## Task brief
All entries shown below should be duplicated character for character.

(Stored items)
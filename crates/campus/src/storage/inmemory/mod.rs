//! In-memory storage backend for testing and development.
//!
//! All tables live behind one `tokio::sync::RwLock`, so cascades and
//! reference checks that span several tables happen atomically. The backend
//! enforces the same uniqueness, cascade and restrict rules as the SQLite
//! schema.
//!
//! # Example
//!
//! ```rust,ignore
//! use campus::storage::inmemory::InMemoryRepository;
//!
//! let repo = InMemoryRepository::new();
//! // Use repo for testing...
//! ```

mod repository;

pub use repository::InMemoryRepository;
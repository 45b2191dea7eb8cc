//! Student behavior reports.

use std::sync::Arc;

use uuid::Uuid;

use campus_core::school::{
    validate_student_behavior, CreateStudentBehaviorRequest, ServiceError, ServiceResult,
    StudentBehavior, UpdateStudentBehaviorRequest, User,
};
use campus_core::storage::{
    DisciplinaryActionRepository, ListQuery, Page, StudentBehaviorRepository, StudentRepository,
};

use super::require_student;

#[derive(Clone)]
pub struct StudentBehaviorService {
    students: Arc<dyn StudentRepository>,
    behaviors: Arc<dyn StudentBehaviorRepository>,
    actions: Arc<dyn DisciplinaryActionRepository>,
}

impl StudentBehaviorService {
    pub fn new(
        students: Arc<dyn StudentRepository>,
        behaviors: Arc<dyn StudentBehaviorRepository>,
        actions: Arc<dyn DisciplinaryActionRepository>,
    ) -> Self {
        Self {
            students,
            behaviors,
            actions,
        }
    }

    /// Files a behavior report on a student. The caller is the reporter.
    pub async fn create(
        &self,
        student_id: Uuid,
        reporter: &User,
        request: CreateStudentBehaviorRequest,
    ) -> ServiceResult<StudentBehavior> {
        let behavior = request.into_behavior(student_id, reporter.id);
        validate_student_behavior(&behavior)?;
        require_student(self.students.as_ref(), student_id).await?;

        self.behaviors.create_student_behavior(&behavior).await?;
        tracing::info!(
            student_behavior_id = %behavior.id,
            student_id = %student_id,
            reporter_id = %reporter.id,
            "Student behavior recorded"
        );
        Ok(behavior)
    }

    pub async fn get(&self, id: Uuid) -> ServiceResult<StudentBehavior> {
        self.behaviors
            .get_student_behavior(id)
            .await?
            .ok_or_else(|| ServiceError::not_found("StudentBehavior", id))
    }

    pub async fn list(
        &self,
        student_id: Uuid,
        query: &ListQuery,
    ) -> ServiceResult<Page<StudentBehavior>> {
        query.validate()?;
        require_student(self.students.as_ref(), student_id).await?;
        Ok(self.behaviors.list_student_behaviors(student_id, query).await?)
    }

    pub async fn update(
        &self,
        id: Uuid,
        request: UpdateStudentBehaviorRequest,
    ) -> ServiceResult<StudentBehavior> {
        let mut behavior = self.get(id).await?;
        request.apply_to(&mut behavior);
        validate_student_behavior(&behavior)?;

        self.behaviors.update_student_behavior(&behavior).await?;
        Ok(behavior)
    }

    /// Deletes a behavior together with every action raised in response to it.
    ///
    /// Actions go first; the behavior row refuses deletion while any remain.
    pub async fn delete(&self, id: Uuid) -> ServiceResult<StudentBehavior> {
        let behavior = self.get(id).await?;

        let actions = self.actions.list_actions_by_behavior(id).await?;
        self.actions.delete_disciplinary_actions(&actions).await?;
        self.behaviors.delete_student_behavior(&behavior).await?;

        tracing::info!(
            student_behavior_id = %id,
            removed_actions = actions.len(),
            "Student behavior deleted"
        );
        Ok(behavior)
    }
}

## Task output
filename crates/campus/src/storage/inmemory/mod.rs
//! In-memory storage backend for testing and development.
//!
//! All tables live behind one `tokio::sync::RwLock`, so cascades and
//! reference checks that span several tables happen atomically. The backend
//! enforces the same uniqueness, cascade and restrict rules as the SQLite
//! schema.
//!
//! # Example
//!
//! ```rust,ignore
//! use campus::storage::inmemory::InMemoryRepository;
//!
//! let repo = InMemoryRepository::new();
//! // Use repo for testing...
//! ```

mod repository;

pub use repository::InMemoryRepository;
repository 45b2191dea7eb8cc
//! Student behavior reports.

use std::sync::Arc;

use uuid::Uuid;

use campus_core::school::{
    validate_student_behavior, CreateStudentBehaviorRequest, ServiceError, ServiceResult,
    StudentBehavior, UpdateStudentBehaviorRequest, User,
};
use campus_core::storage::{
    DisciplinaryActionRepository, ListQuery, Page, StudentBehaviorRepository, StudentRepository,
};

use super::require_student;

#[derive(Clone)]
pub struct StudentBehaviorService {
    students: Arc<dyn StudentRepository>,
    behaviors: Arc<dyn StudentBehaviorRepository>,
    actions: Arc<dyn DisciplinaryActionRepository>,
}

impl StudentBehaviorService {
    pub fn new(
        students: Arc<dyn StudentRepository>,
        behaviors: Arc<dyn StudentBehaviorRepository>,
        actions: Arc<dyn DisciplinaryActionRepository>,
    ) -> Self {
        Self {
            students,
            behaviors,
            actions,
        }
    }

    /// Files a behavior report on a student. The caller is the reporter.
    pub async fn create(
        &self,
        student_id: Uuid,
        reporter: &User,
        request: CreateStudentBehaviorRequest,
    ) -> ServiceResult<StudentBehavior> {
        let behavior = request.into_behavior(student_id, reporter.id);
        validate_student_behavior(&behavior)?;
        require_student(self.students.as_ref(), student_id).await?;

        self.behaviors.create_student_behavior(&behavior).await?;
        tracing::info!(
            student_behavior_id = %behavior.id,
            student_id = %student_id,
            reporter_id = %reporter.id,
            "Student behavior recorded"
        );
        Ok(behavior)
    }

    pub async fn get(&self, id: Uuid) -> ServiceResult<StudentBehavior> {
        self.behaviors
            .get_student_behavior(id)
            .await?
            .ok_or_else(|| ServiceError::not_found("StudentBehavior", id))
    }

    pub async fn list(
        &self,
        student_id: Uuid,
        query: &ListQuery,
    ) -> ServiceResult<Page<StudentBehavior>> {
        query.validate()?;
        require_student(self.students.as_ref(), student_id).await?;
        Ok(self.behaviors.list_student_behaviors(student_id, query).await?)
    }

    pub async fn update(
        &self,
        id: Uuid,
        request: UpdateStudentBehaviorRequest,
    ) -> ServiceResult<StudentBehavior> {
        let mut behavior = self.get(id).await?;
        request.apply_to(&mut behavior);
        validate_student_behavior(&behavior)?;

        self.behaviors.update_student_behavior(&behavior).await?;
        Ok(behavior)
    }

    /// Deletes a behavior together with every action raised in response to it.
    ///
    /// Actions go first; the behavior row refuses deletion while any remain.
    pub async fn delete(&self, id: Uuid) -> ServiceResult<StudentBehavior> {
        let behavior = self.get(id).await?;

        let actions = self.actions.list_actions_by_behavior(id).await?;
        self.actions.delete_disciplinary_actions(&actions).await?;
        self.behaviors.delete_student_behavior(&behavior).await?;

        tracing::info!(
            student_behavior_id = %id,
            removed_actions = actions.len(),
            "Student behavior deleted"
        );
        Ok(behavior)
    }
}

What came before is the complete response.